1. Almitrine bismesylate (5–10 μg/kg) was given as an intravenous bolus to anaesthetized, paralysed dogs (a) with closed-chest (n = 5) and (b) with open-chest (n = 7) in whom the retrocardiac lobe was separately ventilated. Pulmonary, lobar and systemic haemodynamics were measured under hypoxic, normoxic and hyperoxic conditions. Total pulmonary blood flow was measured by thermodilution and lobar flow by electromagnetic flow meter.

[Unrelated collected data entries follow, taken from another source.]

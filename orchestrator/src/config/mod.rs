//! Configuration module for the CES orchestrator
//!
//! Supports configuration via:
//! - YAML/TOML config files
//! - Environment variables (with CES_ prefix)

use std::path::PathBuf;
use std::time::Duration;

use anyhow::{Context, Result};
use serde::{Deserialize, Serialize};

use crate::models::Language;

/// Main application configuration
#[derive(Debug, Clone, Serialize, Deserialize)]
pub struct AppConfig {
    /// Host to bind to
    #[serde(default = "default_host")]
    pub host: String,

    /// Port to listen on
    #[serde(default = "default_port")]
    pub port: u16,

    /// Log level (trace, debug, info, warn, error)
    #[serde(default = "default_log_level")]
    pub log_level: String,

    /// Directory for the JSON log file (stdout only when unset)
    #[serde(default)]
    pub log_dir: Option<PathBuf>,

    /// Root of all session workspaces
    #[serde(default = "default_data_dir")]
    pub data_dir: PathBuf,

    /// Docker/Podman socket path (local defaults when unset)
    #[serde(default)]
    pub docker_socket: Option<String>,

    /// Container images per session type
    #[serde(default)]
    pub images: ImageConfig,

    /// Timeouts and caps
    #[serde(default)]
    pub limits: LimitsConfig,
}

/// Images used for each kind of container
#[derive(Debug, Clone, Serialize, Deserialize)]
pub struct ImageConfig {
    #[serde(default = "default_python_image")]
    pub python: String,

    #[serde(default = "default_bash_image")]
    pub bash: String,

    /// Image running the notebook exec/out loop
    #[serde(default = "default_notebook_image")]
    pub notebook: String,
}

/// Execution limits
#[derive(Debug, Clone, Serialize, Deserialize)]
pub struct LimitsConfig {
    /// Wall-clock deadline of an ephemeral run
    #[serde(default = "default_run_timeout_ms")]
    pub run_timeout_ms: u64,

    /// Lifetime of an attached interactive session
    #[serde(default = "default_interactive_timeout_secs")]
    pub interactive_timeout_secs: u64,

    /// How long an interactive session may wait for its client
    #[serde(default = "default_attach_timeout_secs")]
    pub attach_timeout_secs: u64,

    /// Poll interval of the notebook out file
    #[serde(default = "default_notebook_poll_interval_ms")]
    pub notebook_poll_interval_ms: u64,

    /// Upper bound on a single notebook run
    #[serde(default = "default_notebook_run_timeout_secs")]
    pub notebook_run_timeout_secs: u64,

    /// Output attachments returned by an ephemeral run
    #[serde(default = "default_max_output_attachments")]
    pub max_output_attachments: usize,

    /// Largest accepted code submission
    #[serde(default = "default_max_code_bytes")]
    pub max_code_bytes: usize,

    /// Largest accepted request body, attachments included
    #[serde(default = "default_max_body_bytes")]
    pub max_body_bytes: usize,
}

// Default value functions
fn default_host() -> String {
    "0.0.0.0".to_string()
}

fn default_port() -> u16 {
    8080
}

fn default_log_level() -> String {
    "info".to_string()
}

fn default_data_dir() -> PathBuf {
    PathBuf::from("/var/lib/ces")
}

fn default_python_image() -> String {
    "python-docker".to_string()
}

fn default_bash_image() -> String {
    "bash-docker".to_string()
}

fn default_notebook_image() -> String {
    "python-nb".to_string()
}

fn default_run_timeout_ms() -> u64 {
    10_200
}

fn default_interactive_timeout_secs() -> u64 {
    60
}

fn default_attach_timeout_secs() -> u64 {
    60
}

fn default_notebook_poll_interval_ms() -> u64 {
    100
}

fn default_notebook_run_timeout_secs() -> u64 {
    300
}

fn default_max_output_attachments() -> usize {
    10
}

fn default_max_code_bytes() -> usize {
    1_000_000
}

fn default_max_body_bytes() -> usize {
    32 * 1024 * 1024
}

impl Default for ImageConfig {
    fn default() -> Self {
        Self {
            python: default_python_image(),
            bash: default_bash_image(),
            notebook: default_notebook_image(),
        }
    }
}

impl ImageConfig {
    /// Image for one-shot and interactive runs of `language`
    pub fn for_language(&self, language: Language) -> &str {
        match language {
            Language::Python => &self.python,
            Language::Bash => &self.bash,
        }
    }
}

impl Default for LimitsConfig {
    fn default() -> Self {
        Self {
            run_timeout_ms: default_run_timeout_ms(),
            interactive_timeout_secs: default_interactive_timeout_secs(),
            attach_timeout_secs: default_attach_timeout_secs(),
            notebook_poll_interval_ms: default_notebook_poll_interval_ms(),
            notebook_run_timeout_secs: default_notebook_run_timeout_secs(),
            max_output_attachments: default_max_output_attachments(),
            max_code_bytes: default_max_code_bytes(),
            max_body_bytes: default_max_body_bytes(),
        }
    }
}

impl LimitsConfig {
    pub fn run_timeout(&self) -> Duration {
        Duration::from_millis(self.run_timeout_ms)
    }

    pub fn interactive_timeout(&self) -> Duration {
        Duration::from_secs(self.interactive_timeout_secs)
    }

    pub fn attach_timeout(&self) -> Duration {
        Duration::from_secs(self.attach_timeout_secs)
    }

    pub fn notebook_poll_interval(&self) -> Duration {
        Duration::from_millis(self.notebook_poll_interval_ms)
    }

    pub fn notebook_run_timeout(&self) -> Duration {
        Duration::from_secs(self.notebook_run_timeout_secs)
    }
}

impl Default for AppConfig {
    fn default() -> Self {
        Self {
            host: default_host(),
            port: default_port(),
            log_level: default_log_level(),
            log_dir: None,
            data_dir: default_data_dir(),
            docker_socket: None,
            images: ImageConfig::default(),
            limits: LimitsConfig::default(),
        }
    }
}

impl AppConfig {
    /// Load configuration from file and environment variables
    pub fn load() -> Result<Self> {
        // Try to load .env file if present
        let _ = dotenvy::dotenv();

        let config = config::Config::builder()
            .add_source(config::Config::try_from(&AppConfig::default())?)
            .add_source(config::File::with_name("config/ces").required(false))
            .add_source(config::File::with_name("/etc/ces/config").required(false))
            // Override with environment variables (CES__ prefix)
            .add_source(
                config::Environment::with_prefix("CES")
                    .separator("__")
                    .try_parsing(true),
            )
            .build()
            .context("Failed to build configuration")?;

        let app_config: AppConfig = config
            .try_deserialize()
            .context("Failed to deserialize configuration")?;

        app_config.validate()?;

        Ok(app_config)
    }

    /// Validate configuration values
    fn validate(&self) -> Result<()> {
        if self.port == 0 {
            anyhow::bail!("Port cannot be 0");
        }

        if self.limits.run_timeout_ms == 0 {
            anyhow::bail!("Run timeout cannot be 0");
        }

        if self.limits.interactive_timeout_secs == 0 || self.limits.attach_timeout_secs == 0 {
            anyhow::bail!("Interactive timeouts cannot be 0");
        }

        if self.limits.notebook_poll_interval_ms == 0 {
            anyhow::bail!("Notebook poll interval cannot be 0");
        }

        if self.limits.notebook_run_timeout_secs == 0 {
            anyhow::bail!("Notebook run timeout cannot be 0");
        }

        if self.limits.max_output_attachments == 0 {
            anyhow::bail!("At least one output attachment must be allowed");
        }

        if self.limits.max_body_bytes < self.limits.max_code_bytes {
            anyhow::bail!("Body limit cannot be smaller than the code limit");
        }

        Ok(())
    }
}
//! Live interactive sessions
//!
//! One mutex guards the whole map, so attach, timeout and teardown of the same
//! id are serialized: teardown never races an attach in progress, and an id
//! removed by teardown can never be attached again.

use std::collections::HashMap;
use std::sync::{Arc, OnceLock};

use tokio::sync::Mutex;
use tokio_util::sync::{CancellationToken, WaitForCancellationFuture};

use crate::container::{Session, SessionId};

/// Why an interactive session ended
#[derive(Debug, Clone, Copy, PartialEq, Eq)]
pub enum CloseReason {
    /// No client attached in time
    AttachTimeout,
    /// The run deadline fired after attach
    TimedOut,
    /// The program's output stream ended
    Finished,
    ClientClosed,
    Failed,
    Shutdown,
}

impl CloseReason {
    pub fn as_str(&self) -> &'static str {
        match self {
            CloseReason::AttachTimeout => "attach_timeout",
            CloseReason::TimedOut => "timed_out",
            CloseReason::Finished => "finished",
            CloseReason::ClientClosed => "client_closed",
            CloseReason::Failed => "failed",
            CloseReason::Shutdown => "shutdown",
        }
    }
}

/// Broadcast cancellation shared by the timers and both relay directions.
/// The first reason recorded wins.
#[derive(Debug, Default)]
pub struct CloseSignal {
    token: CancellationToken,
    reason: OnceLock<CloseReason>,
}

impl CloseSignal {
    pub fn new() -> Self {
        Self::default()
    }

    /// Record `reason` and wake every waiter. Returns false if already fired.
    pub fn fire(&self, reason: CloseReason) -> bool {
        let first = self.reason.set(reason).is_ok();
        self.token.cancel();
        first
    }

    pub fn cancelled(&self) -> WaitForCancellationFuture<'_> {
        self.token.cancelled()
    }

    pub fn is_fired(&self) -> bool {
        self.token.is_cancelled()
    }

    pub fn reason(&self) -> Option<CloseReason> {
        self.reason.get().copied()
    }
}

/// Attach progress of a session
#[derive(Debug, Clone, Copy, PartialEq, Eq)]
pub enum Phase {
    Created,
    Attaching,
    Attached,
}

#[derive(Debug)]
pub struct RegistryEntry {
    pub session: Session,
    pub signal: Arc<CloseSignal>,
    pub phase: Phase,
}

/// Why an attach could not begin
#[derive(Debug, Clone, Copy, PartialEq, Eq)]
pub enum AttachRefused {
    Unknown,
    AlreadyAttached,
}

#[derive(Debug, Default)]
pub struct SessionRegistry {
    entries: Mutex<HashMap<SessionId, RegistryEntry>>,
}

impl SessionRegistry {
    pub fn new() -> Self {
        Self::default()
    }

    /// Register a freshly created session. Returns `None` if the id is taken.
    pub async fn insert_new(&self, session: Session) -> Option<Arc<CloseSignal>> {
        let mut entries = self.entries.lock().await;
        if entries.contains_key(&session.id) {
            return None;
        }
        let signal = Arc::new(CloseSignal::new());
        entries.insert(
            session.id.clone(),
            RegistryEntry {
                session,
                signal: signal.clone(),
                phase: Phase::Created,
            },
        );
        Some(signal)
    }

    pub async fn contains(&self, id: &SessionId) -> bool {
        self.entries.lock().await.contains_key(id)
    }

    /// Claim a created session for attaching, yielding its container
    pub async fn begin_attach(
        &self,
        id: &SessionId,
    ) -> Result<(String, Arc<CloseSignal>), AttachRefused> {
        let mut entries = self.entries.lock().await;
        let entry = entries.get_mut(id).ok_or(AttachRefused::Unknown)?;
        if entry.phase != Phase::Created {
            return Err(AttachRefused::AlreadyAttached);
        }
        entry.phase = Phase::Attaching;
        Ok((entry.session.container_ref().to_string(), entry.signal.clone()))
    }

    /// Mark the attach complete; false if the session was torn down meanwhile
    pub async fn finish_attach(&self, id: &SessionId) -> bool {
        match self.entries.lock().await.get_mut(id) {
            Some(entry) => {
                entry.phase = Phase::Attached;
                true
            }
            None => false,
        }
    }

    /// Take the entry out only if it is still in `phase`; the check and the
    /// removal happen under one lock, so a concurrent attach either wins or loses
    pub async fn remove_if(&self, id: &SessionId, phase: Phase) -> Option<RegistryEntry> {
        let mut entries = self.entries.lock().await;
        if entries.get(id)?.phase != phase {
            return None;
        }
        entries.remove(id)
    }

    /// Take the entry out; only the caller that gets `Some` tears down
    pub async fn remove(&self, id: &SessionId) -> Option<RegistryEntry> {
        self.entries.lock().await.remove(id)
    }

    pub async fn ids(&self) -> Vec<SessionId> {
        self.entries.lock().await.keys().cloned().collect()
    }

    pub async fn len(&self) -> usize {
        self.entries.lock().await.len()
    }
}
#[cfg(not(unix))]
async fn set_file_mode(_file: &File) -> std::io::Result<()> {
    Ok(())
}

/// Read a file without following a link swapped in after the directory listing
async fn read_regular(path: &Path) -> std::io::Result<Vec<u8>> {
    let mut options = OpenOptions::new();
    options.read(true);
    #[cfg(unix)]
    options.custom_flags(libc::O_NOFOLLOW | libc::O_NONBLOCK);

    let mut file = options.open(path).await?;
    if !file.metadata().await?.is_file() {
        return Err(std::io::Error::new(ErrorKind::Other, "not a regular file"));
    }
    let mut bytes = Vec::new();
    file.read_to_end(&mut bytes).await?;
    Ok(bytes)
}

#[cfg(test)]
mod tests {
    use super::*;
    use pretty_assertions::assert_eq;

    fn manager() -> (tempfile::TempDir, WorkspaceManager) {
        let dir = tempfile::tempdir().unwrap();
        let manager = WorkspaceManager::new(dir.path());
        (dir, manager)
    }

    fn attachment(name: &str, raw: &[u8]) -> Attachment {
        Attachment {
            name: name.to_string(),
            content: STANDARD.encode(raw),
        }
    }

    #[tokio::test]
    async fn test_allocate_layouts() {
        let (dir, manager) = manager();
        let id = SessionId::parse("abc").unwrap();

        let ws = manager
            .allocate(&id, WorkspaceKind::Code(Language::Python))
            .await
            .unwrap();
        assert_eq!(ws.code_dir, dir.path().join("python/abc/app"));
        assert!(ws.attachments_dir.is_dir());

        let nb = manager.allocate(&id, WorkspaceKind::Notebook).await.unwrap();
        assert_eq!(nb.code_dir, dir.path().join("nb/abc/api"));
        assert!(nb.code_dir.is_dir());
    }

    #[cfg(unix)]
    #[tokio::test]
    async fn test_allocate_sets_shared_permissions() {
        use std::os::unix::fs::PermissionsExt;

        let (_dir, manager) = manager();
        let (_, ws) = manager
            .allocate_fresh(WorkspaceKind::Code(Language::Bash))
            .await
            .unwrap();
        let mode = std::fs::metadata(&ws.attachments_dir).unwrap().permissions().mode();
        assert_eq!(mode & 0o777, 0o777);
    }

    #[tokio::test]
    async fn test_allocate_collision() {
        let (_dir, manager) = manager();
        let id = SessionId::parse("same").unwrap();
        let kind = WorkspaceKind::Code(Language::Bash);

        manager.allocate(&id, kind).await.unwrap();
        let err = manager.allocate(&id, kind).await.unwrap_err();
        assert!(matches!(err, WorkspaceError::Collision(_)));
    }

    #[tokio::test]
    async fn test_materialize_skips_bad_attachments() {
        let (_dir, manager) = manager();
        let (_, ws) = manager
            .allocate_fresh(WorkspaceKind::Code(Language::Python))
            .await
            .unwrap();

        let attachments = vec![
            attachment("a.txt", b"X"),
            Attachment {
                name: "bad.bin".into(),
                content: "not base64!!".into(),
            },
            attachment("../escape.txt", b"nope"),
        ];
        let written = manager
            .materialize_attachments(&ws.code_dir, &attachments)
            .await;

        assert_eq!(written, vec![ws.code_dir.join("a.txt")]);
        assert_eq!(std::fs::read(ws.code_dir.join("a.txt")).unwrap(), b"X");
        assert!(!ws.root.parent().unwrap().join("escape.txt").exists());
    }

    #[tokio::test]
    async fn test_collect_sorted_and_capped() {
        let (_dir, manager) = manager();
        let (_, ws) = manager
            .allocate_fresh(WorkspaceKind::Notebook)
            .await
            .unwrap();
        for name in ["c.txt", "a.txt", "b.txt"] {
            std::fs::write(ws.attachments_dir.join(name), name).unwrap();
        }
        std::fs::create_dir(ws.attachments_dir.join("subdir")).unwrap();

        let all = manager
            .collect_attachments(&ws.attachments_dir, None)
            .await
            .unwrap();
        let names: Vec<_> = all.iter().map(|a| a.name.as_str()).collect();
        assert_eq!(names, vec!["a.txt", "b.txt", "c.txt"]);
        assert_eq!(STANDARD.decode(&all[0].content).unwrap(), b"a.txt");

        let capped = manager
            .collect_attachments(&ws.attachments_dir, Some(2))
            .await
            .unwrap();
        assert_eq!(capped.len(), 2);
    }

    #[cfg(unix)]
    #[tokio::test]
    async fn test_write_replaces_planted_symlink() {
        use std::os::unix::fs::PermissionsExt;

        let (dir, manager) = manager();
        let (_, ws) = manager
            .allocate_fresh(WorkspaceKind::Notebook)
            .await
            .unwrap();

        let outside = dir.path().join("host-secret");
        std::fs::write(&outside, b"original").unwrap();
        std::fs::set_permissions(&outside, std::fs::Permissions::from_mode(0o600)).unwrap();
        std::os::unix::fs::symlink(&outside, ws.attachments_dir.join("k")).unwrap();

        let written = manager
            .materialize_attachments(&ws.attachments_dir, &[attachment("k", b"pwned")])
            .await;

        assert_eq!(written, vec![ws.attachments_dir.join("k")]);
        assert_eq!(std::fs::read(&outside).unwrap(), b"original");
        let outside_mode = std::fs::metadata(&outside).unwrap().permissions().mode();
        assert_eq!(outside_mode & 0o777, 0o600);

        let planted = std::fs::symlink_metadata(ws.attachments_dir.join("k")).unwrap();
        assert!(planted.file_type().is_file());
        assert_eq!(planted.permissions().mode() & 0o777, 0o666);
        assert_eq!(std::fs::read(ws.attachments_dir.join("k")).unwrap(), b"pwned");
    }

    #[cfg(unix)]
    #[tokio::test]
    async fn test_collect_ignores_symlinks() {
        let (dir, manager) = manager();
        let (_, ws) = manager
            .allocate_fresh(WorkspaceKind::Notebook)
            .await
            .unwrap();

        let outside = dir.path().join("host-secret");
        std::fs::write(&outside, b"secret").unwrap();
        std::os::unix::fs::symlink(&outside, ws.attachments_dir.join("link")).unwrap();
        std::fs::write(ws.attachments_dir.join("out.txt"), b"ok").unwrap();

        let collected = manager
            .collect_attachments(&ws.attachments_dir, None)
            .await
            .unwrap();
        let names: Vec<_> = collected.iter().map(|a| a.name.as_str()).collect();
        assert_eq!(names, vec!["out.txt"]);
    }

    #[tokio::test]
    async fn test_destroy_is_idempotent() {
        let (_dir, manager) = manager();
        let (id, ws) = manager
            .allocate_fresh(WorkspaceKind::Notebook)
            .await
            .unwrap();
        assert!(manager.open(&id, WorkspaceKind::Notebook).await.is_some());

        manager.destroy(&ws).await;
        manager.destroy(&ws).await;
        assert!(!ws.root.exists());
        assert!(manager.open(&id, WorkspaceKind::Notebook).await.is_none());
    }
}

2. In the closed-chest preparations, almitrine caused an increase in pulmonary vascular resistance (PVR) at all levels of inspired oxygen, the increments being 82% (30% O2), 91% (air) and 9% (13% O2). The control PVR varied inversely with arterial Po2 but there was no significant interaction between the almitrine and hypoxia induced vasoconstriction with multiple linear regression analysis.

3. In the open-chest preparations, PVR and lobar vascular resistance (LVR) increased after almitrine by 48% and 41% respectively when both lung and lobe inspired 30% O2. When the lobe was switched to 12.5% O2 or nitrogen (lung inspiring 30%) PVR again increased (+ 52%) after almitrine but LVR decreased in five of seven lobes (lobar flow increasing despite constant cardiac output), the overall change being − 4%. Analysis of covariance showed that the lobar response to almitrine was significantly different under hypoxic conditions compared with hyperoxic (P < 0.05).

4. With ventilation maintained constant, there was no significant change in arterial Po2 after almitrine in any experimental condition.

5. In conclusion, almitrine is generally a pulmonary vasoconstrictor but can dilate vessels when they are constricted by local hypoxia. Almitrine does not enhance local hypoxic vasoconstriction in the dog.